- Exercise directions -
Beginning with the first line below, please repeat the material exactly, ending with the line that includes "return ends up.".

────────

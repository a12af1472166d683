//! Definitions: the declarative recipes behind every keycode.
//!
//! A [`Definition`] is an ordered list of actions plus optional hooks. The
//! [`CommandObject`](crate::core::command::CommandObject) bound to it decides
//! how often each action runs and where the text they return ends up.
//! Tables are plain maps from keycode to Definition and may be edited at any
//! time; a lookup clones the Definition, so edits apply from the next key on.

use std::collections::HashMap;
use std::fmt;
use std::sync::Arc;

use crate::core::command::CommandObject;
use crate::core::error::{ActionError, ActionResult};
use crate::core::register::{Numbered, RegisterMode, RegisterStore};
use crate::core::view::View;

/// Value handed to every action of a Definition
#[derive(Debug, Clone, PartialEq, Eq, Default)]
pub enum Argument {
    #[default]
    None,
    Char(char),
    Text(String),
    /// The count as typed, `None` when no count was given
    Count(Option<usize>),
    /// Register content prepared for insertion
    Paste { text: String, mode: RegisterMode },
    /// The selection left by a completed motion
    Selection(MotionKind),
    /// Replacement text for the selection left by a motion
    Change { kind: MotionKind, text: String },
}

/// Input a Definition requires before it can run
#[derive(Debug, Clone, PartialEq, Eq)]
pub enum Needs {
    /// One printable character
    Char,
    /// A motion, evaluated as a subcommand
    Motion,
    /// Free text terminated by the escape key
    Input,
    /// A line from the host prompt, labelled with the given text
    Prompt(String),
}

/// How the count applies to the last action
#[derive(Debug, Clone, Copy, PartialEq, Eq, Default)]
pub enum Repeat {
    #[default]
    Count,
    /// Run once; the count is still available to `before`
    Once,
}

/// How a motion's selection is adjusted when it runs as a subcommand
#[derive(Debug, Clone, Copy, PartialEq, Eq, Default)]
pub enum MotionKind {
    #[default]
    Exclusive,
    /// Include the character under the final caret
    Inclusive,
    /// Cover whole lines
    Linewise,
}

/// Command Object fields forced by a Definition
#[derive(Debug, Clone, PartialEq, Eq, Default)]
pub struct Overrides {
    pub keycode: Option<String>,
    pub register: Option<char>,
    pub count: Option<usize>,
    pub argument: Option<Argument>,
}

impl Overrides {
    pub fn is_empty(&self) -> bool {
        self.keycode.is_none()
            && self.register.is_none()
            && self.count.is_none()
            && self.argument.is_none()
    }
}

pub type Action = Arc<dyn Fn(&mut dyn View, &Argument) -> ActionResult + Send + Sync>;
/// Argument for the actions, plus text that goes to the register ahead of
/// anything the actions return
pub type Prepared = (Argument, Option<String>);
pub type Before = Arc<
    dyn Fn(&CommandObject, &mut dyn View, &RegisterStore) -> Result<Prepared, ActionError>
        + Send
        + Sync,
>;

/// One command or motion
#[derive(Clone, Default)]
pub struct Definition {
    pub description: String,
    pub actions: Vec<Action>,
    pub before: Option<Before>,
    pub after: Option<Action>,
    pub needs: Vec<Needs>,
    pub repeat: Repeat,
    pub motion: MotionKind,
    pub overrides: Overrides,
    /// Second-key dispatch (`gg`, `zz`)
    pub nested: Option<DefinitionTable>,
    pub numbered: Option<Numbered>,
}

impl fmt::Debug for Definition {
    fn fmt(&self, f: &mut fmt::Formatter<'_>) -> fmt::Result {
        f.debug_struct("Definition")
            .field("description", &self.description)
            .field("actions", &self.actions.len())
            .field("before", &self.before.is_some())
            .field("after", &self.after.is_some())
            .field("needs", &self.needs)
            .field("repeat", &self.repeat)
            .field("motion", &self.motion)
            .field("overrides", &self.overrides)
            .field("nested", &self.nested)
            .field("numbered", &self.numbered)
            .finish()
    }
}

impl Definition {
    pub fn new(description: impl Into<String>) -> Self {
        Self {
            description: description.into(),
            ..Self::default()
        }
    }

    pub fn action(
        mut self,
        f: impl Fn(&mut dyn View, &Argument) -> ActionResult + Send + Sync + 'static,
    ) -> Self {
        self.actions.push(Arc::new(f));
        self
    }

    /// Hook that builds the actions' argument
    pub fn before(
        self,
        f: impl Fn(&CommandObject, &mut dyn View, &RegisterStore) -> Result<Argument, ActionError>
        + Send
        + Sync
        + 'static,
    ) -> Self {
        self.before_with_output(move |cmd, view, registers| Ok((f(cmd, view, registers)?, None)))
    }

    /// Like [`before`](Self::before), but the hook may also return register text
    pub fn before_with_output(
        mut self,
        f: impl Fn(&CommandObject, &mut dyn View, &RegisterStore) -> Result<Prepared, ActionError>
        + Send
        + Sync
        + 'static,
    ) -> Self {
        self.before = Some(Arc::new(f));
        self
    }

    pub fn after(
        mut self,
        f: impl Fn(&mut dyn View, &Argument) -> ActionResult + Send + Sync + 'static,
    ) -> Self {
        self.after = Some(Arc::new(f));
        self
    }

    pub fn needs(mut self, needs: Needs) -> Self {
        self.needs.push(needs);
        self
    }

    pub fn once(mut self) -> Self {
        self.repeat = Repeat::Once;
        self
    }

    pub fn motion(mut self, kind: MotionKind) -> Self {
        self.motion = kind;
        self
    }

    pub fn numbered(mut self, numbered: Numbered) -> Self {
        self.numbered = Some(numbered);
        self
    }

    pub fn nested(mut self, table: DefinitionTable) -> Self {
        self.nested = Some(table);
        self
    }

    pub fn overrides(mut self, overrides: Overrides) -> Self {
        self.overrides = overrides;
        self
    }

    /// Copy of this Definition that reports itself as `keycode`
    pub fn alias_of(&self, keycode: &str) -> Self {
        let mut alias = self.clone();
        alias.overrides.keycode = Some(keycode.to_string());
        alias
    }
}

/// Keycode → Definition map, open to runtime remapping
#[derive(Debug, Clone, Default)]
pub struct DefinitionTable {
    definitions: HashMap<String, Definition>,
}

impl DefinitionTable {
    pub fn new() -> Self {
        Self::default()
    }

    /// Add or replace a Definition, returning the previous one
    pub fn insert(&mut self, keycode: impl Into<String>, definition: Definition) -> Option<Definition> {
        self.definitions.insert(keycode.into(), definition)
    }

    pub fn remove(&mut self, keycode: &str) -> Option<Definition> {
        self.definitions.remove(keycode)
    }

    pub fn get(&self, keycode: &str) -> Option<&Definition> {
        self.definitions.get(keycode)
    }

    pub fn contains(&self, keycode: &str) -> bool {
        self.definitions.contains_key(keycode)
    }

    /// Bind `keycode` to a copy of `target`'s Definition. Returns false if
    /// `target` is not in this table.
    pub fn alias(&mut self, keycode: impl Into<String>, target: &str) -> bool {
        match self.definitions.get(target) {
            Some(definition) => {
                let alias = definition.alias_of(target);
                self.definitions.insert(keycode.into(), alias);
                true
            }
            None => false,
        }
    }

    /// Bound keycodes, sorted
    pub fn keycodes(&self) -> Vec<&str> {
        let mut keys: Vec<&str> = self.definitions.keys().map(String::as_str).collect();
        keys.sort_unstable();
        keys
    }

    pub fn len(&self) -> usize {
        self.definitions.len()
    }

    pub fn is_empty(&self) -> bool {
        self.definitions.is_empty()
    }
}
pub mod cli;
pub mod config;
pub mod core;
pub mod run;
pub mod terminal;
pub mod user_config;
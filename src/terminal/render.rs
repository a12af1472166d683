//! Terminal rendering
//!
//! A frame is built as plain rows first (text lines plus one status row at
//! the bottom) and then written out in one pass with crossterm.

use std::io::Write;

use crossterm::{QueueableCommand, cursor, terminal};

use crate::core::rope_view::RopeView;
use crate::core::utf8::{char_width, visual_width_up_to};
use crate::core::view::View;

/// Rows to draw and where the terminal cursor goes
#[derive(Debug, Clone, PartialEq, Eq)]
pub struct Frame {
    pub rows: Vec<String>,
    pub cursor: (u16, u16),
}

/// Expand tabs and cut `text` to `width` columns
fn fit(text: &str, width: usize, tab_width: usize) -> String {
    let tab_width = tab_width.max(1);
    let mut out = String::new();
    let mut col = 0;
    for c in text.chars() {
        if c == '\t' {
            let next = ((col / tab_width + 1) * tab_width).min(width);
            out.extend(std::iter::repeat_n(' ', next - col));
            col = next;
        } else {
            let w = char_width(c);
            if col + w > width {
                break;
            }
            out.push(c);
            col += w;
        }
        if col >= width {
            break;
        }
    }
    out
}

/// Lay out the visible part of `view` on a `cols` x `rows` screen. With a
/// prompt open the cursor sits at its end, otherwise on the caret.
pub fn build_frame(
    view: &RopeView,
    status: &str,
    prompt: Option<&str>,
    cols: u16,
    rows: u16,
    tab_width: usize,
) -> Frame {
    let width = cols as usize;
    let text_rows = rows.saturating_sub(1) as usize;
    let (first, last) = view.visible_lines();

    let mut lines = Vec::with_capacity(rows as usize);
    for line in first..=last {
        if lines.len() >= text_rows {
            break;
        }
        lines.push(fit(&view.line_text(line), width, tab_width));
    }
    while lines.len() < text_rows {
        lines.push("~".to_string());
    }

    let bottom = prompt.unwrap_or(status);
    lines.push(fit(bottom, width, tab_width));

    let cursor = match prompt {
        Some(text) => {
            let x = visual_width_up_to(text, text.chars().count(), tab_width);
            (x.min(width.saturating_sub(1)) as u16, rows.saturating_sub(1))
        }
        None => {
            let line = view.current_line();
            let x = visual_width_up_to(&view.line_text(line), view.column(), tab_width);
            let y = line.saturating_sub(first).min(text_rows.saturating_sub(1));
            (x.min(width.saturating_sub(1)) as u16, y as u16)
        }
    };

    Frame {
        rows: lines,
        cursor,
    }
}

/// Write a frame to the terminal
pub fn draw(frame: &Frame, out: &mut impl Write) -> Result<(), Box<dyn std::error::Error>> {
    out.queue(cursor::Hide)?;
    for (y, row) in frame.rows.iter().enumerate() {
        out.queue(cursor::MoveTo(0, y as u16))?;
        out.queue(terminal::Clear(terminal::ClearType::CurrentLine))?;
        write!(out, "{}", row)?;
    }
    out.queue(cursor::MoveTo(frame.cursor.0, frame.cursor.1))?;
    out.queue(cursor::Show)?;
    out.flush()?;
    Ok(())
}
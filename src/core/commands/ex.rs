use super::operators::{copy, cut, shift_lines};
use super::text_arg;
use crate::core::definition::{Definition, DefinitionTable, MotionKind, Needs};
use crate::core::error::{ActionError, ActionResult};
use crate::core::view::View;

/// Select the caret's whole line
fn select_current_line(view: &mut dyn View) {
    let line = view.current_line();
    let start = view.line_start(line);
    view.set_selection(start, start);
    view.expand_selection_to_lines();
}

/// Execute one ex command line
pub fn execute(view: &mut dyn View, input: &str, shift_width: usize) -> ActionResult {
    let input = input.trim();
    if input.is_empty() {
        return Ok(None);
    }

    if let Ok(n) = input.parse::<usize>() {
        view.goto_line(n.saturating_sub(1));
        return Ok(None);
    }

    match input {
        "$" => {
            let last = view.line_count().saturating_sub(1);
            view.goto_line(last);
            Ok(None)
        }
        "d" | "delete" => {
            select_current_line(view);
            Ok(Some(cut(view, MotionKind::Linewise)))
        }
        "y" | "yank" => {
            select_current_line(view);
            Ok(Some(copy(view, MotionKind::Linewise)))
        }
        ">" | "<" => {
            let line = view.current_line();
            shift_lines(view, line, line, shift_width, input == ">");
            Ok(None)
        }
        _ => Err(ActionError::NotAnEditorCommand(input.to_string())),
    }
}

pub fn register(commands: &mut DefinitionTable, shift_width: usize) {
    commands.insert(
        ":",
        Definition::new("ex command")
            .needs(Needs::Prompt(":".to_string()))
            .once()
            .action(move |view, arg| execute(view, text_arg(arg), shift_width)),
    );
}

────────

- Response -
repository a12af1472166d683
//! Definitions: the declarative recipes behind every keycode.
//!
//! A [`Definition`] is an ordered list of actions plus optional hooks. The
//! [`CommandObject`](crate::core::command::CommandObject) bound to it decides
//! how often each action runs and where the text they return ends up.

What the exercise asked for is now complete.